Jeter le discrédit sur un autre port sur ses produits ou services avec l’intention de lui faire perdre sa réputation auprès de sa clientèle. C’est la démarche qui intègre non seulement des déclarations publiques des uns, mais également l’élaboration des contenus éditoriaux laudateurs. « Le port d’Owendo est le plus performant en zone Cemac en 2021 (Banque mondiale) », c’est le titre qui barre la Une de « Le Nouveau Gabon » du 28 juin 2022. « Le port d’Owendo est le port le plus performant de la zone Cemac (Cameroun, Congo, Gabon, Guinée Équatoriale, RCA, Tchad) en 2021 selon la deuxième édition de l’indice mondial de performance des ports à conteneurs (CPPI). Dans ce rapport publié depuis mai par la Banque mondiale et S&P Global Market Intelligence, le port gabonais obtient un score de 32,8 points, occupe la 21e place continentale et la 302e dans le monde sur 370 ports recensés et classés.
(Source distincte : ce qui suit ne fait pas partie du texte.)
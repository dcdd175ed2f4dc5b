//! # shell 子命令 CLI 定义
//!
//! 内置天体（Venus, Earth, Jupiter, Saturn）或自定义参数。
//!
//! ## 依赖关系
//! - 被 `cli/mod.rs` 使用
//! - 参数传递给 `commands/shell.rs`

use clap::{Args, ValueEnum};
use std::path::PathBuf;

/// 图像输出格式
#[derive(Debug, Clone, Copy, ValueEnum, PartialEq, Eq, Default)]
pub enum ImageFormat {
    /// PNG image
    #[default]
    Png,
    /// SVG vector image
    Svg,
}

impl std::fmt::Display for ImageFormat {
    fn fmt(&self, f: &mut std::fmt::Formatter<'_>) -> std::fmt::Result {
        match self {
            ImageFormat::Png => write!(f, "png"),
            ImageFormat::Svg => write!(f, "svg"),
        }
    }
}

/// shell 子命令参数
#[derive(Args, Debug)]
pub struct ShellArgs {
    /// Preset bodies to model (venus, earth, jupiter, saturn); all presets if omitted
    #[arg(conflicts_with = "radius_km")]
    pub bodies: Vec<String>,

    /// Name of a custom body
    #[arg(long, requires = "radius_km")]
    pub name: Option<String>,

    /// Radius of a custom body (km)
    #[arg(long, requires = "surface_pressure")]
    pub radius_km: Option<f64>,

    /// Surface pressure of a custom body (Pa)
    #[arg(long, requires = "radius_km")]
    pub surface_pressure: Option<f64>,

    /// Atmospheric scale height of a custom rocky body (km)
    #[arg(long, requires = "radius_km", conflicts_with = "center_pressure")]
    pub scale_height_km: Option<f64>,

    /// Centre pressure of a custom gaseous body (Pa)
    #[arg(long, requires = "radius_km")]
    pub center_pressure: Option<f64>,

    /// Directory for the shell charts
    #[arg(short, long, default_value = ".")]
    pub output_dir: PathBuf,

    /// Chart format
    #[arg(short, long, value_enum, default_value_t = ImageFormat::Png)]
    pub format: ImageFormat,

    /// Chart height in pixels; the colour bar adds to the width
    #[arg(long, default_value_t = 900)]
    pub size: u32,

    /// Skip chart generation
    #[arg(long, default_value_t = false)]
    pub no_plot: bool,
}
//! # 温度对比图
//!
//! 每颗行星一个面板：水平线段表示温度范围，圆点表示平衡温度，
//! 两端和圆点处标注数值。附加说明（压力、紫外）写在面板左上角。
//!
//! ## 依赖关系
//! - 被 `commands/compare.rs` 调用
//! - 使用 `models/comparison.rs`

use super::{canvas_size, is_svg, plot_err, BLUE, GREEN, RED};
use crate::error::{ExobiomaError, Result};
use crate::models::TemperatureComparison;

use plotters::prelude::*;
use plotters::style::text_anchor::{HPos, Pos, VPos};
use std::path::Path;

const ORANGE: RGBColor = RGBColor(255, 165, 0);
const PURPLE: RGBColor = RGBColor(128, 0, 128);
const GOLD: RGBColor = RGBColor(255, 215, 0);

/// 配色方案
#[derive(Debug, Clone, Copy, PartialEq, Eq)]
pub enum ComparisonStyle {
    /// 蓝色估算范围，红色目录平衡温度
    Exoplanet,
    /// 每颗行星固定颜色，黄色平衡温度
    SolarSystem,
}

impl ComparisonStyle {
    pub fn range_color(&self, name: &str) -> RGBColor {
        match self {
            ComparisonStyle::Exoplanet => BLUE,
            ComparisonStyle::SolarSystem => match name {
                "Venus" => ORANGE,
                "Earth" => GREEN,
                "Mars" => RED,
                "Jupiter" => PURPLE,
                _ => BLUE,
            },
        }
    }

    fn marker_color(&self) -> RGBColor {
        match self {
            ComparisonStyle::Exoplanet => RED,
            ComparisonStyle::SolarSystem => GOLD,
        }
    }

    fn marker_label_color(&self) -> RGBColor {
        match self {
            ComparisonStyle::Exoplanet => RED,
            ComparisonStyle::SolarSystem => RGBColor(0, 0, 0),
        }
    }

    fn range_label(&self) -> &'static str {
        match self {
            ComparisonStyle::Exoplanet => "Estimated Temp Range",
            ComparisonStyle::SolarSystem => "Observed Temp Range",
        }
    }

    fn marker_label(&self) -> &'static str {
        match self {
            ComparisonStyle::Exoplanet => "Catalog Equilibrium Temp",
            ComparisonStyle::SolarSystem => "Equilibrium Temp",
        }
    }
}

/// 生成对比图，画布高度为 `panel_height × 行星数`
pub fn generate_comparison_plot(
    comparisons: &[TemperatureComparison],
    style: ComparisonStyle,
    output_path: &Path,
    width: u32,
    panel_height: u32,
) -> Result<()> {
    if comparisons.is_empty() {
        return Err(ExobiomaError::InvalidArgument(
            "no planets to compare".to_string(),
        ));
    }
    let panels = u32::try_from(comparisons.len()).ok();
    let (width, height) = canvas_size(
        Some(width),
        panels.and_then(|n| panel_height.checked_mul(n)),
    )?;

    if is_svg(output_path) {
        let root = SVGBackend::new(output_path, (width, height)).into_drawing_area();
        draw_comparison_chart(&root, comparisons, style)?;
        root.present().map_err(plot_err)?;
    } else {
        let root = BitMapBackend::new(output_path, (width, height)).into_drawing_area();
        draw_comparison_chart(&root, comparisons, style)?;
        root.present().map_err(plot_err)?;
    }
    Ok(())
}

fn draw_comparison_chart<DB: DrawingBackend>(
    root: &DrawingArea<DB, plotters::coord::Shift>,
    comparisons: &[TemperatureComparison],
    style: ComparisonStyle,
) -> Result<()>
where
    DB::ErrorType: 'static,
{
    root.fill(&WHITE).map_err(plot_err)?;

    let panels = root.split_evenly((comparisons.len(), 1));
    for (area, comparison) in panels.iter().zip(comparisons) {
        draw_panel(area, comparison, style)?;
    }
    Ok(())
}

fn draw_panel<DB: DrawingBackend>(
    area: &DrawingArea<DB, plotters::coord::Shift>,
    c: &TemperatureComparison,
    style: ComparisonStyle,
) -> Result<()>
where
    DB::ErrorType: 'static,
{
    let (x_min, x_max) = c.x_range();
    let color = style.range_color(&c.name);
    let marker = style.marker_color();

    let mut chart = ChartBuilder::on(area)
        .caption(&c.name, ("sans-serif", 20).into_font().color(&color))
        .margin(15)
        .x_label_area_size(40)
        .y_label_area_size(0)
        .build_cartesian_2d(x_min..x_max, -1.0..1.0)
        .map_err(plot_err)?;

    chart
        .configure_mesh()
        .disable_y_mesh()
        .disable_y_axis()
        .x_labels(c.axis.map_or(10, |axis| axis.tick_count()))
        .x_label_formatter(&|v| format!("{:.0}", v))
        .x_desc("Temperature (K)")
        .axis_desc_style(("sans-serif", 14))
        .draw()
        .map_err(plot_err)?;

    // 温度范围
    chart
        .draw_series(std::iter::once(PathElement::new(
            vec![(c.min_k, 0.0), (c.max_k, 0.0)],
            color.stroke_width(3),
        )))
        .map_err(plot_err)?
        .label(style.range_label())
        .legend(move |(x, y)| PathElement::new(vec![(x, y), (x + 20, y)], color.stroke_width(3)));

    // 平衡温度
    chart
        .draw_series(std::iter::once(Circle::new(
            (c.equilibrium_k, 0.0),
            6,
            marker.filled(),
        )))
        .map_err(plot_err)?
        .label(style.marker_label())
        .legend(move |(x, y)| Circle::new((x + 10, y), 4, marker.filled()));

    // 数值标注
    let font = ("sans-serif", 13).into_font();
    let labels = [
        (
            c.min_k,
            font.color(&color).pos(Pos::new(HPos::Right, VPos::Bottom)),
        ),
        (
            c.max_k,
            font.color(&color).pos(Pos::new(HPos::Left, VPos::Top)),
        ),
        (
            c.equilibrium_k,
            font.color(&style.marker_label_color())
                .pos(Pos::new(HPos::Center, VPos::Bottom)),
        ),
    ];
    for (value, text_style) in labels {
        chart
            .draw_series(std::iter::once(Text::new(
                format!("{:.0}", value),
                (value, 0.08),
                text_style,
            )))
            .map_err(plot_err)?;
    }

    for (i, note) in c.notes.iter().enumerate() {
        chart
            .draw_series(std::iter::once(Text::new(
                note.clone(),
                (x_min + (x_max - x_min) * 0.02, 0.85 - 0.2 * i as f64),
                ("sans-serif", 11).into_font().color(&BLACK),
            )))
            .map_err(plot_err)?;
    }

    chart
        .configure_series_labels()
        .position(SeriesLabelPosition::UpperRight)
        .background_style(&WHITE.mix(0.7))
        .border_style(&BLACK)
        .label_font(("sans-serif", 11))
        .draw()
        .map_err(plot_err)?;

    Ok(())
}
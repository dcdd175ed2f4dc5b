//! # 命令执行模块
//!
//! 实现各子命令的业务逻辑。
//!
//! ## 依赖关系
//! - 被 `main.rs` 调用
//! - 使用 `cli/`, `parsers/`, `habitability/`, `physics/`, `plot/`, `utils/`
//! - 子模块: habitability, estimate, shell, compare

pub mod compare;
pub mod estimate;
pub mod habitability;
pub mod shell;

use crate::cli::Commands;
use crate::error::Result;

/// 执行命令
pub fn run(cmd: Commands) -> Result<()> {
    match cmd {
        Commands::Match(args) => habitability::execute(args),
        Commands::Estimate(args) => estimate::execute(args),
        Commands::Shell(args) => shell::execute(args),
        Commands::Compare(args) => compare::execute(args),
    }
}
Dans la Cemac, le port à conteneurs d’Owendo est suivi par le port de Douala (Cameroun) qui se positionne au 340e rang mondial avec 106,2 points. Il précède le port en eau profonde de Kribi au Cameroun (174.5 points et 355e mondial). Avec 320.3 points, le port de Pointe-Noire au Congo se classe au 362e rang mondial », vantait le journal Le Nouveau Gabon.
En visite à Douala à la mi-mars dernier, le ministre d’Etat, secrétaire général à la présidence de la République du Cameroun, Ferdinand Ngoh Ngoh s’était, pour sa part, fendu en une prose : « « Hier cette infrastructure (le port de Douala, NDLR) connaissait d’énormes difficultés, aujourd’hui des Camerounaises et des Camerounais ont pris en main sur ordre du chef de l’Etat la gestion complète de cette infrastructure et les résultats sont là et palpables »

Il n’est pas seul
En juillet 2019, lors de l’inauguration du Port de Bata, le vice-président de la Guinée Equatoriale, Teodoro Nguema Obiang, montrait comment le port de Bata renforcerait les revenus du pays, attirerait les investissements étrangers et créerait plus de 2 000 emplois directs, tout en favorisant la formation et le développement des compétences locales. « Cette signature démontre une fois de plus l’excellente position de la Guinée Equatoriale en matière d’infrastructures portuaires, ses niveaux de standardisation et son réseau routier enviable », avait lancé Teodoro Nguema Obiang.